New Volts will incorporate the changes, including steel reinforcements, starting this month. The approximately 12,000 cars that have already been built (about 8,000 have been sold so far) can also be retrofitted at dealerships starting in February. The retrofits will be part of a voluntary program, not an official product recall.
GM has also confirmed what caused a handful of Volt battery fires in testing last year. A side-impact test caused part of the Volt’s structure to break into the battery casing, and a small coolant leak was exacerbated when, as part of the test procedure, the battery was slowly turned over. When the battery pack was upside down, the coolant leaked onto a circuit board, which caused a short, and then the fully charged battery caught fire.
The fires could likely have been avoided if the batteries had simply been drained of charge after the test—much as a conventional vehicle would have its gas tank drained. The fires didn’t start right after the crash tests, so there would be plenty of time to do this. But the changes to the Volt are meant to prevent coolant leaks as the result of a side-impact collision.

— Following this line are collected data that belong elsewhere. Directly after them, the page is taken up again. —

//! Backend Module
//!
//! This module contains all server-side code: the Axum HTTP server, its
//! routes and middleware, authentication, persistence and upload storage.
//! It is only compiled when the `server` feature is enabled.
//!
//! # Architecture
//!
//! - **`server`** - Server initialization, application state, optional services
//! - **`routes`** - HTTP route configuration and router assembly
//! - **`auth`** - User accounts, JWT sessions, Google sign-in, mail
//! - **`admin`** - Admin accounts
//! - **`projects`** - Staging project handlers
//! - **`store`** - Persistence traits with Postgres and in-memory backends
//! - **`upload`** - Multipart reading and image storage
//! - **`middleware`** - Bearer token authentication
//! - **`error`** - `BackendError` and its HTTP rendering
//!
//! # Module Structure
//!
//! ```text
//! backend/
//! ├── mod.rs       - Module exports and documentation
//! ├── main.rs      - staging-server binary
//! ├── server/      - Server initialization and state
//! ├── routes/      - Route configuration
//! ├── auth/        - Users and sessions
//! ├── admin/       - Admin accounts
//! ├── projects/    - Staging project handlers
//! ├── store/       - Persistence
//! ├── upload/      - Uploads
//! ├── middleware/  - Request middleware
//! └── error/       - Error types
//! ```
//!
//! # Error Handling
//!
//! Handlers return `Result<ApiResponse<T>, BackendError>`. Failures render
//! as `{ statusCode, message }`; server-side failures are logged with their
//! detail and reported to the client as "Internal server error".

/// Server setup and configuration
pub mod server;

/// Route configuration
pub mod routes;

/// Backend error types
pub mod error;

/// Users, sessions and identity providers
pub mod auth;

/// Admin accounts
pub mod admin;

/// Staging project handlers
pub mod projects;

/// Persistence
pub mod store;

/// Upload handling
pub mod upload;

/// Middleware for request processing
pub mod middleware;

pub use error::BackendError;
pub use server::{create_app, AppState};
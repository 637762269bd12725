/**
 * Staging Server Entry Point
 *
 * Loads `.env`, initializes tracing and serves the Axum application.
 */

#[cfg(feature = "server")]
#[tokio::main]
async fn main() -> Result<(), Box<dyn std::error::Error>> {
    use staging_backend::backend::server::init::create_app;
    use staging_backend::shared::AppConfig;

    // Load environment variables from .env file if present
    dotenv::dotenv().ok();

    let env_filter = std::env::var("RUST_LOG").unwrap_or_else(|_| "info".to_string());
    tracing_subscriber::fmt()
        .with_env_filter(tracing_subscriber::EnvFilter::new(&env_filter))
        .init();

    let config = AppConfig::from_env()?;
    let port = config.server_port;

    let app = create_app(config).await;

    let addr = std::net::SocketAddr::from(([0, 0, 0, 0], port));
    tracing::info!("Starting server on {}", addr);

    let listener = tokio::net::TcpListener::bind(addr).await?;
    axum::serve(listener, app).await?;

    Ok(())
}

#[cfg(not(feature = "server"))]
fn main() {
    eprintln!("Server requires the 'server' feature to be enabled.");
    eprintln!("Run with: cargo run --bin staging-server --features server");
    std::process::exit(1);
}
//! Admin Module
//!
//! Admin accounts live apart from users and sign in to a separate set of
//! routes under `/api/admin`.
//!
//! # Module Structure
//!
//! ```text
//! admin/
//! ├── mod.rs      - Module exports
//! ├── accounts.rs - Admin model and reset-token helpers
//! └── handlers.rs - HTTP handlers for /api/admin
//! ```
//!
//! Account lookups that fail answer HTTP 200 with `status: 0` rather than an
//! error status, so the admin panel can show the message inline.

pub mod accounts;
pub mod handlers;

pub use accounts::{Admin, AdminResponse, AdminUpdate, NewAdmin};
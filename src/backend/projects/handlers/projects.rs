/**
 * Project Handlers
 *
 * Owner-scoped project endpoints under /api/straging:
 * - POST / - create from a multipart form, optional `images` file
 * - PUT /{id} - update descriptive fields
 * - DELETE /{id} - hard delete
 * - GET /user, GET /user/{id} - the caller's own projects
 * - GET /{id}/areas - areas with their hotspots and info markers
 */

use axum::extract::{Multipart, Path, Query, State};
use axum::response::Json;

use crate::backend::error::BackendError;
use crate::backend::middleware::auth::AuthUser;
use crate::backend::projects::handlers::types::ProjectsPage;
use crate::backend::projects::handlers::{
    list_page, load_project, parse_project_id, project_not_found, save_project, store_image,
};
use crate::backend::server::state::AppState;
use crate::backend::store::ProjectScope;
use crate::backend::upload::FormData;
use crate::shared::{ApiResponse, PageQuery};
use crate::staging::{AreaView, ImageSource, NewProject, Project, ProjectImage, ProjectPatch, ProjectSummary, ProjectView};

fn new_project(form: &FormData) -> NewProject {
    NewProject {
        project_name: form.string("projectName").unwrap_or_default(),
        street_address: form.string("streetAddress").unwrap_or_default(),
        apt_landmark: form.string("aptLandmark"),
        city_locality: form.string("cityLocality").unwrap_or_default(),
        state: form.string("state").unwrap_or_default(),
        country: form.string("country").unwrap_or_default(),
        note: form.string("note"),
    }
}

pub async fn create_project(
    State(app_state): State<AppState>,
    AuthUser(auth): AuthUser,
    multipart: Multipart,
) -> Result<ApiResponse<ProjectView>, BackendError> {
    let mut form = FormData::read(multipart).await?;
    let details = new_project(&form);
    details.validate()?;

    let image = match form.take_file("images") {
        Some(file) => {
            let stored = store_image(&app_state, file).await?;
            Some(ProjectImage::from_stored(&stored, ImageSource::Capture))
        }
        None => None,
    };

    let project = Project::create(details, auth.user_id, image)?;
    app_state.projects.insert_project(&project).await?;

    tracing::info!(
        project_id = %project.id,
        user_id = %auth.user_id,
        areas = project.areas.len(),
        "Staging project created"
    );
    Ok(ApiResponse::created(
        "Staging project created successfully",
        ProjectView::full(&project),
    ))
}

pub async fn update_project(
    State(app_state): State<AppState>,
    AuthUser(auth): AuthUser,
    Path(id): Path<String>,
    Json(patch): Json<ProjectPatch>,
) -> Result<ApiResponse<ProjectView>, BackendError> {
    let mut project = load_project(&app_state, &id, ProjectScope::Owner(auth.user_id)).await?;
    project.apply_patch(patch)?;
    save_project(&app_state, &mut project).await?;

    tracing::info!(project_id = %project.id, "Staging project updated");
    Ok(ApiResponse::success(
        "Staging project updated successfully",
        ProjectView::full(&project),
    ))
}

pub async fn delete_project(
    State(app_state): State<AppState>,
    AuthUser(auth): AuthUser,
    Path(id): Path<String>,
) -> Result<ApiResponse<ProjectSummary>, BackendError> {
    let id = parse_project_id(&id)?;
    let project = app_state
        .projects
        .delete_project(id, ProjectScope::Owner(auth.user_id))
        .await?
        .ok_or_else(project_not_found)?;

    tracing::info!(project_id = %id, user_id = %auth.user_id, "Staging project deleted");
    Ok(ApiResponse::success(
        "Staging project deleted successfully",
        ProjectView::full(&project).project,
    ))
}

pub async fn list_own_projects(
    State(app_state): State<AppState>,
    AuthUser(auth): AuthUser,
    Query(query): Query<PageQuery>,
) -> Result<ApiResponse<ProjectsPage>, BackendError> {
    let page = list_page(&app_state, ProjectScope::Owner(auth.user_id), &query, ProjectView::full).await?;
    Ok(ApiResponse::success("Your staging projects retrieved successfully", page))
}

pub async fn get_own_project(
    State(app_state): State<AppState>,
    AuthUser(auth): AuthUser,
    Path(id): Path<String>,
) -> Result<ApiResponse<ProjectView>, BackendError> {
    let project = load_project(&app_state, &id, ProjectScope::Owner(auth.user_id)).await?;
    Ok(ApiResponse::success(
        "Staging project retrieved successfully",
        ProjectView::full(&project),
    ))
}

pub async fn get_areas(
    State(app_state): State<AppState>,
    AuthUser(auth): AuthUser,
    Path(id): Path<String>,
) -> Result<ApiResponse<Vec<AreaView>>, BackendError> {
    let project = load_project(&app_state, &id, ProjectScope::Owner(auth.user_id)).await?;
    Ok(ApiResponse::success(
        "Areas retrieved successfully",
        ProjectView::full(&project).areas,
    ))
}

Much has been made of the fact that the Volt battery pack isn’t encased in metal, while the pack for the Nissan Leaf electric car is. But the Volt pack is, in fact, well protected by a steel tunnel built into the floor of the car.
Battery Reinforcements: Engineers add steel brackets to the undercarriage of the Chevrolet Volt. Credit: GM
GM is adding extra steel braces to the steel tunnel to further protect the battery. The company says tests show this will prevent coolant leaks. GM is also adding coolant level sensors and a special tamper proof cover meant to prevent overfilling of the coolant.
Mary Barra, GM’s senior vice president of global product development, said today that the fires were not the result of a problem the battery cells inside the battery pack. She also said no changes will be made to the manufacture of the battery pack itself. And she expressed confidence in the safety of the lithium-ion chemistry GM is using, saying that the cells had been subjected to rigorous tests, including driving nails through them.
Despite all of those tests, apparently the cells—at least when fully charged—are still not robust enough to keep from catching fire after a short caused by a coolant leak.
It’s not clear whether a more stable battery chemistry, such as the lithium-iron phosphate materials used by companies such as A123 Systems, could have prevented the fires.